There is another factor nobody is considering, besides the comfort of the horse, and that's the safety of the rider. I have put on a lot of weight and can feel my balance is not as good as at my proper weight. Overweight riders have a much higher center of gravity as the extra weight is disproportionally at or above the waist making a person top-heavy.
Simple physics would demonstrate that person is more likely to be thrown out of the seat with a lurch, bolt or stumble. If you want a feel-good forum that encourages people to be in denial of the scientific evidence the stress caused to horses with overloading, then you should title the forum as such. But if you really want to be safe and keep your horse happy and sound, you should follow the experts and research this rather than let a bunch of strangers saw "awe, you're fine" without any info to base that on other than your weight.
You are not too heavy to ride the appropriate horse at 247. At 5'3' you are probably top-heavy and would need a well trained reliable horse capable of comfortably carrying you and your tack. Most of the time, your horse is not going to complain when you and I would under equivalent pressure, because they are genetically designed to hide and mask pain in order to survive as a preyed upon herd animal. That instinct is alive and well even after centuries of domestication.
I have several thousand dollars of vet bills from a state veterinary hospital proving that irreparable damage can exist in a horse who was injured from overloading, even when a well respected trainer, the experts who frequent his barn, my own vet and a vet chiro could not find an issue. The horse demonstrated no obvious signs of pain, she only refused to take her right lead in training. That was the only clue. She has an irrepairable stifle stress injury she will have for life. I spent a year and a half trying to make her sound. None of the experts thought she was in pain. Your average horse owner would not have had a clue. Do you really know if your horse is suffering? Not likely, if they are not displaying signs.
Also, I have a crushed knee from a top-heavy related unseating when my well trained (and appropriately sized) qh stumbled at a lope. As a former barrel racer, and avid trail rider including competitive trail, I had never been unseated in my whole life. It was like I had a sack of feed strapped to my back when the inertia took over. I am a strong legged muscuar person. Now I have a disabled knee that causes me daily pain.
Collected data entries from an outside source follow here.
use anyhow::Result;
use db::DBService;
use server::{AppState, config::ServerConfig, routes};
use tower_http::{cors::CorsLayer, trace::TraceLayer};
use tracing::info;
use tracing_subscriber::{EnvFilter, layer::SubscriberExt, util::SubscriberInitExt};

#[tokio::main]
async fn main() -> Result<()> {
    dotenvy::dotenv().ok();

    tracing_subscriber::registry()
        .with(EnvFilter::try_from_default_env().unwrap_or_else(|_| EnvFilter::new("info")))
        .with(tracing_subscriber::fmt::layer())
        .init();

    let config = ServerConfig::from_env();

    if let Some(dir) = db_parent_dir(&config.database_url) {
        std::fs::create_dir_all(dir)?;
    }

    let db = DBService::new(&config.database_url).await?;
    let state = AppState::new(db);

    let app = routes::router(&state)
        .with_state(state)
        .layer(TraceLayer::new_for_http())
        .layer(CorsLayer::permissive());

    let addr = config.bind_addr();
    let listener = tokio::net::TcpListener::bind(&addr).await?;
    info!("listening on {addr}");
    axum::serve(listener, app).await?;

    Ok(())
}

/// Directory that must exist before SQLite can create the database file.
fn db_parent_dir(database_url: &str) -> Option<std::path::PathBuf> {
    let path = database_url.strip_prefix("sqlite://")?;
    if path.starts_with(':') {
        return None;
    }
    let parent = std::path::Path::new(path).parent()?;
    if parent.as_os_str().is_empty() {
        return None;
    }
    Some(parent.to_path_buf())
}
//! Environment-driven server configuration.

use std::env;

const DEFAULT_HOST: &str = "127.0.0.1";
const DEFAULT_PORT: u16 = 3001;
const DEFAULT_DATABASE_URL: &str = "sqlite://data/assets.db";

#[derive(Debug, Clone)]
pub struct ServerConfig {
    pub host: String,
    pub port: u16,
    pub database_url: String,
}

impl ServerConfig {
    /// Read configuration from the environment, falling back to defaults
    /// for anything unset or unparsable.
    pub fn from_env() -> Self {
        let host = env::var("HOST").unwrap_or_else(|_| DEFAULT_HOST.to_string());
        let port = env::var("PORT")
            .ok()
            .and_then(|p| p.parse().ok())
            .unwrap_or(DEFAULT_PORT);
        let database_url =
            env::var("DATABASE_URL").unwrap_or_else(|_| DEFAULT_DATABASE_URL.to_string());
        Self {
            host,
            port,
            database_url,
        }
    }

    pub fn bind_addr(&self) -> String {
        format!("{}:{}", self.host, self.port)
    }
}
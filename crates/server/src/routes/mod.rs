pub mod assets;
pub mod studio;

use axum::{Router, response::Json as ResponseJson, routing::get};
use utils::response::ApiResponse;

use crate::AppState;

pub fn router(state: &AppState) -> Router<AppState> {
    Router::new().nest(
        "/api",
        Router::new()
            .route("/health", get(health))
            .merge(assets::router(state))
            .merge(studio::router(state)),
    )
}

async fn health() -> ResponseJson<ApiResponse<&'static str>> {
    ResponseJson(ApiResponse::success("ok"))
}
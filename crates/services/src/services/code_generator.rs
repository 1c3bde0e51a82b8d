//! Renders a validated plan into a static pseudo-markup text block.

use super::ui_plan::{ComponentKind, Layout, Tone, UiPlan};

/// Emission order for the blocks inside the shell. Membership in
/// `plan.components` is the only gate; the order never changes.
const EMISSION_ORDER: [ComponentKind; 8] = [
    ComponentKind::TopNav,
    ComponentKind::Sidebar,
    ComponentKind::KpiGrid,
    ComponentKind::LineChartCard,
    ComponentKind::BarChartCard,
    ComponentKind::DataTable,
    ComponentKind::EmptyState,
    ComponentKind::SettingsModal,
];

/// Produce the display-only code text for a plan. Deterministic: the
/// same plan always yields the same block.
pub fn generate_code(plan: &UiPlan) -> String {
    let layout = plan.layout.unwrap_or(Layout::Dashboard);
    let tone = plan.tone.unwrap_or(Tone::Bold);

    let mut out = String::new();
    out.push_str("// Generated by UI Studio\n");
    out.push_str(&format!("// layout: {layout} | tone: {tone}\n"));
    out.push_str("//\n// plan:\n");
    let serialized = serde_json::to_string_pretty(plan).unwrap_or_default();
    for line in serialized.lines() {
        out.push_str(&format!("// {line}\n"));
    }
    out.push('\n');

    let mut shell_attrs = format!(
        "layout=\"{layout}\" tone=\"{tone}\" title=\"{}\"",
        plan.content.title
    );
    if let Some(subtitle) = &plan.content.subtitle {
        shell_attrs.push_str(&format!(" subtitle=\"{subtitle}\""));
    }
    out.push_str(&format!("<AppShell {shell_attrs}>\n"));

    for kind in EMISSION_ORDER {
        if plan.has_component(kind) {
            out.push_str(&render_block(kind, plan));
        }
    }

    out.push_str("</AppShell>\n");
    out
}

fn render_block(kind: ComponentKind, plan: &UiPlan) -> String {
    match kind {
        ComponentKind::TopNav => {
            format!("  <TopNav title=\"{}\" />\n", plan.content.title)
        }
        ComponentKind::Sidebar => {
            "  <Sidebar items={[\"Overview\", \"Reports\", \"Settings\"]} />\n".to_string()
        }
        ComponentKind::KpiGrid => {
            let mut block = String::from("  <KPIGrid>\n");
            for kpi in plan.content.kpis.as_deref().unwrap_or(&[]) {
                match &kpi.delta {
                    Some(delta) => block.push_str(&format!(
                        "    <KPI label=\"{}\" value=\"{}\" delta=\"{}\" />\n",
                        kpi.label, kpi.value, delta
                    )),
                    None => block.push_str(&format!(
                        "    <KPI label=\"{}\" value=\"{}\" />\n",
                        kpi.label, kpi.value
                    )),
                }
            }
            block.push_str("  </KPIGrid>\n");
            block
        }
        ComponentKind::LineChartCard => {
            "  <LineChartCard title=\"Trend over time\" />\n".to_string()
        }
        ComponentKind::BarChartCard => "  <BarChartCard title=\"Breakdown\" />\n".to_string(),
        ComponentKind::DataTable => match &plan.content.table {
            Some(table) => format!(
                "  <DataTable columns={{{:?}}} rowCount={{{}}} />\n",
                table.columns,
                table.rows.len()
            ),
            None => "  <DataTable />\n".to_string(),
        },
        ComponentKind::EmptyState => {
            "  <EmptyState message=\"Nothing here yet\" />\n".to_string()
        }
        ComponentKind::SettingsModal => "  <SettingsModal />\n".to_string(),
        // The shell is the wrapper, never a child block.
        ComponentKind::AppShell => String::new(),
    }
}

#[cfg(test)]
mod tests {
    use super::*;
    use crate::services::prompt_planner::plan_from_prompt;

    #[test]
    fn test_blocks_are_gated_by_membership() {
        let plan = UiPlan::base();
        let code = generate_code(&plan);
        assert!(code.contains("<TopNav"));
        assert!(!code.contains("<Sidebar"));
        assert!(!code.contains("<SettingsModal"));
    }

    #[test]
    fn test_emission_order_is_fixed() {
        let plan = plan_from_prompt(
            "dashboard with a sidebar, charts, a table and an empty state",
            None,
        );
        let code = generate_code(&plan);
        let positions: Vec<usize> = [
            "<TopNav", "<Sidebar", "<KPIGrid", "<LineChartCard", "<BarChartCard", "<DataTable",
            "<EmptyState",
        ]
        .iter()
        .map(|tag| code.find(tag).unwrap_or_else(|| panic!("missing {tag}")))
        .collect();
        assert!(positions.windows(2).all(|w| w[0] < w[1]));
    }

    #[test]
    fn test_output_is_deterministic() {
        let plan = plan_from_prompt("analytics dashboard with a table", None);
        assert_eq!(generate_code(&plan), generate_code(&plan));
    }

    #[test]
    fn test_landing_table_columns_are_rendered() {
        let plan = plan_from_prompt("make a landing page", None);
        let code = generate_code(&plan);
        assert!(code.contains("Feature"));
        assert!(code.contains("Why it matters"));
        assert!(code.contains("subtitle="));
    }

    #[test]
    fn test_preamble_carries_layout_and_tone() {
        let plan = plan_from_prompt("minimal settings page", None);
        let code = generate_code(&plan);
        assert!(code.starts_with("// Generated by UI Studio\n"));
        assert!(code.contains("// layout: settings | tone: minimal"));
    }
}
So I am a little put off by those in this forum who are saying it's fine to overload a horse. Please publish proof before you encourage someone into danger and injury for both horse and rider.
I completely understand where you are coming from but:
1. The 20% thing is a guideline not a rule, every horse is different and most often with a dedicated owner or trainer they can judge the abilities or discomfort (if any). Would I want to push it to the max and see if it was okay...probably not. Do I feel bad about putting someone overweight on my stocky QH...nope. Its all about personal choice and most importantly depends on the horse.
2. The center of balance/gravity thing you were trying to tell us about...well, again that may be your personal opinion and experience. I've seen skinny people with awful balance/good balance and the same for heavier riders. Physics only considers various constant forces and it simply can't be applied to the human body because there are too many possible variables...some people can compensate via muscle tone or having an excellent body awareness and sense of balance, etc. etc. etc.. I myself am somewhat thick and tall but I also lead an active life and don't consider my balance or center of gravity to be top heavy at all. In fact, I probably have better balance than most people....so much so that I have become an avid surfer....I promise I will let you know when my fat becomes a hindrance :P
You are making such wide generalizations about horse and people body types...that is where I think most people are having a problem with your comments. I am sure no one here would ever want to risk injuring a horse due to overloading and we all agree with you to some extent.
In any case, it is never good to hear about a fellow horse person who has been injured.